Basic classification: Classify images of clothing

简介: This guide trains a neural network model to classify images of clothing, like sneakers and shirts.

This guide trains a neural network model to classify images of clothing, like sneakers and shirts.

This guide uses tf.keras, a high-level API to build and train models in TensorFlow.

# TensorFlow and tf.keras
import tensorflow as tf

# Helper libraries
import numpy as np
import matplotlib.pyplot as plt

print(tf.__version__)

Import the Fashion MNIST dataset

This guide uses the Fashion MNIST dataset which contains 70,000 grayscale images in 10 categories. The images show individual articles of clothing at low resolution (28 by 28 pixels), as seen here:

Fashion MNIST is intended as a drop-in replacement for the classic MNIST dataset—often used as the "Hello, World" of machine learning programs for computer vision. The MNIST dataset contains images of handwritten digits (0, 1, 2, etc.) in a format identical to that of the articles of clothing you'll use here.

This guide uses Fashion MNIST for variety, and because it's a slightly more challenging problem than regular MNIST. Both datasets are relatively small and are used to verify that an algorithm works as expected. They're good starting points to test and debug code.

Here, 60,000 images are used to train the network and 10,000 images to evaluate how accurately the network learned to classify images. You can access the Fashion MNIST directly from TensorFlow. Import and load the Fashion MNIST data directly from TensorFlow:

fashion_mnist = tf.keras.datasets.fashion_mnist

(train_images, train_labels), (test_images, test_labels) = fashion_mnist.load_data()

The images are 28x28 NumPy arrays, with pixel values ranging from 0 to 255. The labels are an array of integers, ranging from 0 to 9. These correspond to the class of clothing the image represents:

Label Class
0 T-shirt/top
1 Trouser
2 Pullover
3 Dress
4 Coat
5 Sandal
6 Shirt
7 Sneaker
8 Bag
9 Ankle boot

Each image is mapped to a single label. Since the class names are not included with the dataset, store them here to use later when plotting the images:

class_names = ['T-shirt/top', 'Trouser', 'Pullover', 'Dress', 'Coat',
               'Sandal', 'Shirt', 'Sneaker', 'Bag', 'Ankle boot']

Preprocess the data

Scale these values to a range of 0 to 1 before feeding them to the neural network model. To do so, divide the values by 255. It's important that the training set and the testing set be preprocessed in the same way:

train_images = train_images / 255.0

test_images = test_images / 255.0

Build the model

Building the neural network requires configuring the layers of the model, then compiling the model.

Set up the layers

The basic building block of a neural network is the layer. Layers extract representations from the data fed into them. Hopefully, these representations are meaningful for the problem at hand.

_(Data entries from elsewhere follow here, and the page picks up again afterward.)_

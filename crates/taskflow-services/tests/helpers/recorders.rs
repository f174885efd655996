use std::sync::Mutex;
use taskflow_core::{AuditAction, AuditEvent, AuditSink, NotificationDispatcher, NotificationEvent};

#[derive(Default)]
pub struct RecordingAuditSink {
    events: Mutex<Vec<AuditEvent>>,
}

impl RecordingAuditSink {
    pub fn actions(&self) -> Vec<AuditAction> {
        self.events
            .lock()
            .unwrap()
            .iter()
            .map(|e| e.action)
            .collect()
    }

    pub fn events(&self) -> Vec<AuditEvent> {
        self.events.lock().unwrap().clone()
    }
}

#[async_trait::async_trait]
impl AuditSink for RecordingAuditSink {
    async fn record(&self, event: AuditEvent) -> Result<(), String> {
        self.events.lock().unwrap().push(event);
        Ok(())
    }
}

#[derive(Default)]
pub struct RecordingNotifier {
    events: Mutex<Vec<(NotificationEvent, serde_json::Value)>>,
}

impl RecordingNotifier {
    pub fn events(&self) -> Vec<NotificationEvent> {
        self.events.lock().unwrap().iter().map(|(e, _)| *e).collect()
    }
}

#[async_trait::async_trait]
impl NotificationDispatcher for RecordingNotifier {
    async fn notify(
        &self,
        event: NotificationEvent,
        payload: serde_json::Value,
    ) -> Result<(), String> {
        self.events.lock().unwrap().push((event, payload));
        Ok(())
    }
}
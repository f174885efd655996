use chrono::{DateTime, Utc};
use serde::{Deserialize, Serialize};
use uuid::Uuid;

/// Tenant-scoped advisory lock on a single resource.
#[derive(Debug, Clone, Serialize, Deserialize, PartialEq)]
#[cfg_attr(feature = "sqlx", derive(sqlx::FromRow))]
pub struct DistributedLock {
    pub company_id: Uuid,
    /// `resourceType:resourceId`
    pub resource_key: String,
    pub owner_id: Uuid,
    pub acquired_at: DateTime<Utc>,
    pub expires_at: DateTime<Utc>,
}

impl DistributedLock {
    pub fn resource_key(resource_type: &str, resource_id: Uuid) -> String {
        format!("{}:{}", resource_type, resource_id)
    }

    pub fn is_expired(&self, now: DateTime<Utc>) -> bool {
        self.expires_at <= now
    }
}

/// Outcome of a lock acquisition attempt. Contention is not an error.
#[derive(Debug, Clone, PartialEq)]
pub enum LockAcquisition {
    Acquired(DistributedLock),
    HeldBy {
        owner_id: Uuid,
        expires_at: DateTime<Utc>,
    },
}

impl LockAcquisition {
    pub fn is_acquired(&self) -> bool {
        matches!(self, LockAcquisition::Acquired(_))
    }
}
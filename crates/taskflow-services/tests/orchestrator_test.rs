mod helpers;

use helpers::{seed_chain, Chain, TestCompany};
use std::time::Duration;
use taskflow_core::constants::TASK_LOCK_RESOURCE;
use taskflow_core::models::{
    DenialReason, DistributedLock, FlowType, SystemRole, Task, TaskAction, TaskAssignee,
    TaskStatus, UserStatus,
};
use taskflow_core::{AppError, NotificationEvent};
use taskflow_db::{LockStore, TaskStore};
use taskflow_services::{NewTask, ReassignTask};
use uuid::Uuid;

fn new_task(creator_id: Uuid, flow_type: &str, target_user_id: Option<Uuid>) -> NewTask {
    NewTask {
        creator_id,
        title: "Preparar relatório trimestral".to_string(),
        description: Some("Consolidar números de vendas".to_string()),
        flow_type: flow_type.to_string(),
        target_user_id,
        target_department_id: None,
    }
}

fn denial(result: &Result<Task, AppError>) -> Option<DenialReason> {
    match result {
        Err(AppError::Denied(decision)) => decision.reason.clone(),
        _ => None,
    }
}

async fn delegated_task(company: &TestCompany, chain: &Chain) -> Task {
    company
        .orchestrator()
        .create_task(new_task(
            chain.manager.id,
            "DESCENDANT",
            Some(chain.analyst.id),
        ))
        .await
        .unwrap()
}

#[tokio::test]
async fn test_create_task_assigns_and_notifies() {
    let company = TestCompany::new().await;
    let chain = seed_chain(&company).await;

    let task = delegated_task(&company, &chain).await;
    assert_eq!(task.assignee(), Some(TaskAssignee::User(chain.analyst.id)));
    assert_eq!(task.created_by_id, chain.manager.id);
    assert_eq!(task.flow_type, FlowType::Descendant);
    assert_eq!(task.status, TaskStatus::Todo);
    assert_eq!(task.version, 1);
    assert_eq!(task.history.len(), 1);
    assert_eq!(task.history[0].action, TaskAction::Created);

    let stored = company
        .store
        .get_task(company.company.id, task.id)
        .await
        .unwrap()
        .unwrap();
    assert_eq!(stored, task);
    assert_eq!(company.notifier.events(), vec![NotificationEvent::TaskAssigned]);
}

#[tokio::test]
async fn test_create_task_rejects_bad_input_and_denials() {
    let company = TestCompany::new().await;
    let chain = seed_chain(&company).await;
    let orchestrator = company.orchestrator();

    let mut blank = new_task(chain.manager.id, "DESCENDANT", Some(chain.analyst.id));
    blank.title = String::new();
    let result = orchestrator.create_task(blank).await;
    assert!(matches!(result, Err(AppError::InvalidInput(_))));

    let result = orchestrator
        .create_task(new_task(chain.manager.id, "SIDEWAYS", Some(chain.analyst.id)))
        .await;
    assert_eq!(
        denial(&result),
        Some(DenialReason::InvalidFlowType("SIDEWAYS".to_string()))
    );

    let result = orchestrator
        .create_task(new_task(chain.analyst.id, "DESCENDANT", Some(chain.manager.id)))
        .await;
    assert_eq!(denial(&result), Some(DenialReason::NotSubordinate));

    assert!(company.notifier.events().is_empty());
}

#[tokio::test]
async fn test_escalated_department_task_keeps_path() {
    let company = TestCompany::with_cross_department(true).await;
    let chain = seed_chain(&company).await;
    let ops = company.add_department("Operações", Some(&chain.ceo)).await;

    let task = company
        .orchestrator()
        .create_task(NewTask {
            target_department_id: Some(ops.id),
            ..new_task(chain.analyst.id, "to_department", None)
        })
        .await
        .unwrap();

    assert_eq!(task.assignee(), Some(TaskAssignee::Department(ops.id)));
    assert_eq!(task.escalation_path, vec![chain.analyst.id, chain.manager.id]);
    let actions: Vec<TaskAction> = task.history.iter().map(|h| h.action).collect();
    assert_eq!(actions, vec![TaskAction::Created, TaskAction::Escalated]);
}

#[tokio::test]
async fn test_assignee_moves_task_through_board() {
    let company = TestCompany::new().await;
    let chain = seed_chain(&company).await;
    let task = delegated_task(&company, &chain).await;
    let orchestrator = company.orchestrator();

    let moved = orchestrator
        .move_task(chain.analyst.id, task.id, TaskStatus::InProgress, 1)
        .await
        .unwrap();
    assert_eq!(moved.status, TaskStatus::InProgress);
    assert_eq!(moved.version, 2);
    assert_eq!(moved.history.last().unwrap().action, TaskAction::Moved);
    assert_eq!(company.store.lock_count().await, 0);

    let result = orchestrator
        .move_task(chain.analyst.id, task.id, TaskStatus::Done, 2)
        .await;
    assert!(matches!(result, Err(AppError::InvalidInput(_))));

    let result = orchestrator
        .move_task(chain.manager.id, task.id, TaskStatus::Review, 2)
        .await;
    assert_eq!(denial(&result), Some(DenialReason::NotAssignee));

    let result = orchestrator
        .move_task(chain.analyst.id, Uuid::new_v4(), TaskStatus::Review, 1)
        .await;
    assert_eq!(denial(&result), Some(DenialReason::TaskNotFound));

    assert_eq!(
        company.notifier.events(),
        vec![NotificationEvent::TaskAssigned, NotificationEvent::TaskMoved]
    );
    assert_eq!(company.store.lock_count().await, 0);
}

#[tokio::test]
async fn test_stale_version_is_rejected_not_overwritten() {
    let company = TestCompany::new().await;
    let chain = seed_chain(&company).await;
    let mut sales = company.add_department("Vendas", Some(&chain.manager)).await;
    sales.fallback_leader_id = Some(chain.ceo.id);
    company.store.insert_department(sales.clone()).await;

    let task = Task::new(
        company.company.id,
        chain.analyst.id,
        "Revisar contrato",
        None,
        FlowType::ToDepartment,
        TaskAssignee::Department(sales.id),
    );
    company.store.insert_task(&task).await.unwrap();
    let orchestrator = company.orchestrator();

    let first = orchestrator
        .move_task(chain.manager.id, task.id, TaskStatus::InProgress, 1)
        .await
        .unwrap();
    assert_eq!(first.version, 2);

    let second = orchestrator
        .move_task(chain.ceo.id, task.id, TaskStatus::Blocked, 1)
        .await;
    assert!(matches!(
        second,
        Err(AppError::VersionConflict { expected: 1, actual: 2, .. })
    ));

    let stored = company
        .store
        .get_task(company.company.id, task.id)
        .await
        .unwrap()
        .unwrap();
    assert_eq!(stored.status, TaskStatus::InProgress);
    assert_eq!(stored.version, 2);
    assert_eq!(company.store.lock_count().await, 0);
}

#[tokio::test]
async fn test_move_rejected_while_locked_until_expiry() {
    let company = TestCompany::new().await;
    let chain = seed_chain(&company).await;
    let task = delegated_task(&company, &chain).await;
    let key = DistributedLock::resource_key(TASK_LOCK_RESOURCE, task.id);
    let orchestrator = company.orchestrator();

    company
        .store
        .try_acquire(company.company.id, &key, chain.manager.id, Duration::from_secs(60))
        .await
        .unwrap();
    let result = orchestrator
        .move_task(chain.analyst.id, task.id, TaskStatus::InProgress, 1)
        .await;
    assert!(matches!(
        result,
        Err(AppError::ResourceLocked { holder, .. }) if holder == chain.manager.id
    ));
    assert!(result.unwrap_err().is_concurrency_conflict());

    // An expired lease can be taken over.
    company
        .store
        .try_acquire(company.company.id, &key, chain.manager.id, Duration::ZERO)
        .await
        .unwrap();
    let moved = orchestrator
        .move_task(chain.analyst.id, task.id, TaskStatus::InProgress, 1)
        .await
        .unwrap();
    assert_eq!(moved.version, 2);
    assert_eq!(company.store.lock_count().await, 0);
}

#[tokio::test]
async fn test_inactive_actor_cannot_move() {
    let company = TestCompany::new().await;
    let chain = seed_chain(&company).await;
    let task = delegated_task(&company, &chain).await;

    let mut analyst = chain.analyst.clone();
    analyst.status = UserStatus::Inactive;
    company.put_user(&analyst).await;

    let result = company
        .orchestrator()
        .move_task(analyst.id, task.id, TaskStatus::InProgress, 1)
        .await;
    assert_eq!(denial(&result), Some(DenialReason::ActorInactive));

    let decision = company
        .authorization()
        .authorize_board_move(analyst.id, task.id)
        .await
        .unwrap();
    assert_eq!(decision.reason, Some(DenialReason::ActorInactive));
}

#[tokio::test]
async fn test_creator_reassigns_task() {
    let company = TestCompany::new().await;
    let chain = seed_chain(&company).await;
    let peer = company
        .add_user("Paulo", SystemRole::Analyst, Some(&chain.manager))
        .await;
    let task = delegated_task(&company, &chain).await;

    let reassigned = company
        .orchestrator()
        .reassign_task(ReassignTask {
            actor_id: chain.manager.id,
            task_id: task.id,
            flow_type: "DESCENDANT".to_string(),
            target_user_id: Some(peer.id),
            target_department_id: None,
            expected_version: 1,
        })
        .await
        .unwrap();

    assert_eq!(reassigned.assignee(), Some(TaskAssignee::User(peer.id)));
    assert_eq!(reassigned.version, 2);
    assert_eq!(
        reassigned.history.last().unwrap().action,
        TaskAction::Reassigned
    );
    assert_eq!(
        company.notifier.events(),
        vec![
            NotificationEvent::TaskAssigned,
            NotificationEvent::TaskReassigned
        ]
    );
    assert_eq!(company.store.lock_count().await, 0);
}

#[tokio::test]
async fn test_unrelated_user_cannot_reassign() {
    let company = TestCompany::new().await;
    let chain = seed_chain(&company).await;
    let outsider = company
        .add_user("Otávio", SystemRole::Coordinator, Some(&chain.ceo))
        .await;
    let task = delegated_task(&company, &chain).await;

    let result = company
        .orchestrator()
        .reassign_task(ReassignTask {
            actor_id: outsider.id,
            task_id: task.id,
            flow_type: "ASCENDANT".to_string(),
            target_user_id: None,
            target_department_id: None,
            expected_version: 1,
        })
        .await;
    assert_eq!(denial(&result), Some(DenialReason::NotTaskOwner));
    assert_eq!(company.store.lock_count().await, 0);

    let stored = company
        .store
        .get_task(company.company.id, task.id)
        .await
        .unwrap()
        .unwrap();
    assert_eq!(stored.version, 1);
}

Most of deep learning consists of chaining together simple layers. Most layers, such as tf.keras.layers.Dense, have parameters that are learned during training.

model = tf.keras.Sequential([
    tf.keras.layers.Flatten(input_shape=(28, 28)),
    tf.keras.layers.Dense(128, activation='relu'),
    tf.keras.layers.Dense(10)
])

The first layer in this network, tf.keras.layers.Flatten, transforms the format of the images from a two-dimensional array (of 28 by 28 pixels) to a one-dimensional array (of 28 * 28 = 784 pixels). Think of this layer as unstacking rows of pixels in the image and lining them up. This layer has no parameters to learn; it only reformats the data.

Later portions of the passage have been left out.